(Beginning of Working data)

//! Discriminator-keyed target construction

use mcpkit_prompts::PromptEngineFactory;
use serde::de::DeserializeOwned;
use serde_json::Value;
use std::collections::HashMap;
use std::sync::Arc;

use crate::{BoxedTarget, McpTarget, RegistryTarget, StaticTarget, TargetError, TargetResult};

/// Builds a target from its configuration record. The factory passes itself
/// in so variants that wrap other targets can construct them.
pub type TargetConstructor =
    Arc<dyn Fn(&Value, &Arc<TargetFactory>) -> TargetResult<BoxedTarget> + Send + Sync>;

/// Creates targets by the `type` field of their configuration record.
///
/// Shared behind an `Arc` so it can be handed to the targets it builds; the
/// registry target calls back into the same factory for the target it
/// resolves.
pub struct TargetFactory {
    constructors: HashMap<String, TargetConstructor>,
    prompt_engines: PromptEngineFactory,
}

impl TargetFactory {
    pub fn builder() -> TargetFactoryBuilder {
        TargetFactoryBuilder::default()
    }

    /// Factory knowing every target variant and prompt engine in mcpkit
    pub fn with_defaults() -> Arc<Self> {
        Self::builder().with_default_targets().build()
    }

    pub fn has(&self, kind: &str) -> bool {
        self.constructors.contains_key(kind)
    }

    pub fn kinds(&self) -> Vec<&str> {
        let mut kinds: Vec<&str> = self.constructors.keys().map(String::as_str).collect();
        kinds.sort_unstable();
        kinds
    }

    /// Prompt engines available to targets that render prompts
    pub fn prompt_engines(&self) -> &PromptEngineFactory {
        &self.prompt_engines
    }

    pub fn create(self: &Arc<Self>, config: &Value) -> TargetResult<BoxedTarget> {
        if !config.is_object() {
            return Err(TargetError::Configuration(
                "target configuration must be a mapping".to_string(),
            ));
        }

        let kind = match config.get("type") {
            Some(Value::String(kind)) => kind.as_str(),
            Some(_) => {
                return Err(TargetError::Configuration(
                    "target 'type' must be a string".to_string(),
                ))
            }
            None => {
                return Err(TargetError::Configuration(
                    "target configuration must include a 'type'".to_string(),
                ))
            }
        };

        let constructor = self
            .constructors
            .get(kind)
            .ok_or_else(|| TargetError::UnknownTargetType {
                kind: kind.to_string(),
            })?;

        tracing::debug!(kind, name = ?config.get("name"), "creating target");
        constructor(config, self)
    }
}

#[derive(Default)]
pub struct TargetFactoryBuilder {
    constructors: HashMap<String, TargetConstructor>,
    prompt_engines: Option<PromptEngineFactory>,
}

impl TargetFactoryBuilder {
    /// Register the `registry`, `mcp` and `static` variants
    pub fn with_default_targets(self) -> Self {
        self.register(RegistryTarget::KIND, |config, factory| {
            Ok(Box::new(RegistryTarget::from_config(config, factory)?))
        })
        .register(McpTarget::KIND, |config, _| {
            Ok(Box::new(McpTarget::from_config(config)?))
        })
        .register(StaticTarget::KIND, |config, factory| {
            Ok(Box::new(StaticTarget::from_config(
                config,
                factory.prompt_engines(),
            )?))
        })
    }

    /// Register (or replace) the constructor for `kind`
    pub fn register<F>(mut self, kind: impl Into<String>, constructor: F) -> Self
    where
        F: Fn(&Value, &Arc<TargetFactory>) -> TargetResult<BoxedTarget> + Send + Sync + 'static,
    {
        self.constructors.insert(kind.into(), Arc::new(constructor));
        self
    }

    /// Use `engines` instead of [`PromptEngineFactory::with_defaults`]
    pub fn prompt_engines(mut self, engines: PromptEngineFactory) -> Self {
        self.prompt_engines = Some(engines);
        self
    }

    pub fn build(self) -> Arc<TargetFactory> {
        Arc::new(TargetFactory {
            constructors: self.constructors,
            prompt_engines: self
                .prompt_engines
                .unwrap_or_else(PromptEngineFactory::with_defaults),
        })
    }
}

/// Convert an untyped record into a variant's typed configuration
pub(crate) fn parse_config<T: DeserializeOwned>(kind: &str, config: &Value) -> TargetResult<T> {
    serde_json::from_value(config.clone()).map_err(|e| {
        let name = config.get("name").and_then(Value::as_str);
        match name {
            Some(name) => {
                TargetError::Configuration(format!("invalid {kind} target '{name}': {e}"))
            }
            None => TargetError::Configuration(format!("invalid {kind} target: {e}")),
        }
    })
}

(End of Working data)

What you need to do:
Using the data above, copy each line that contains "variants".

Expected output:
/// in so variants that wrap other targets can construct them.
    /// Register the `registry`, `mcp` and `static` variants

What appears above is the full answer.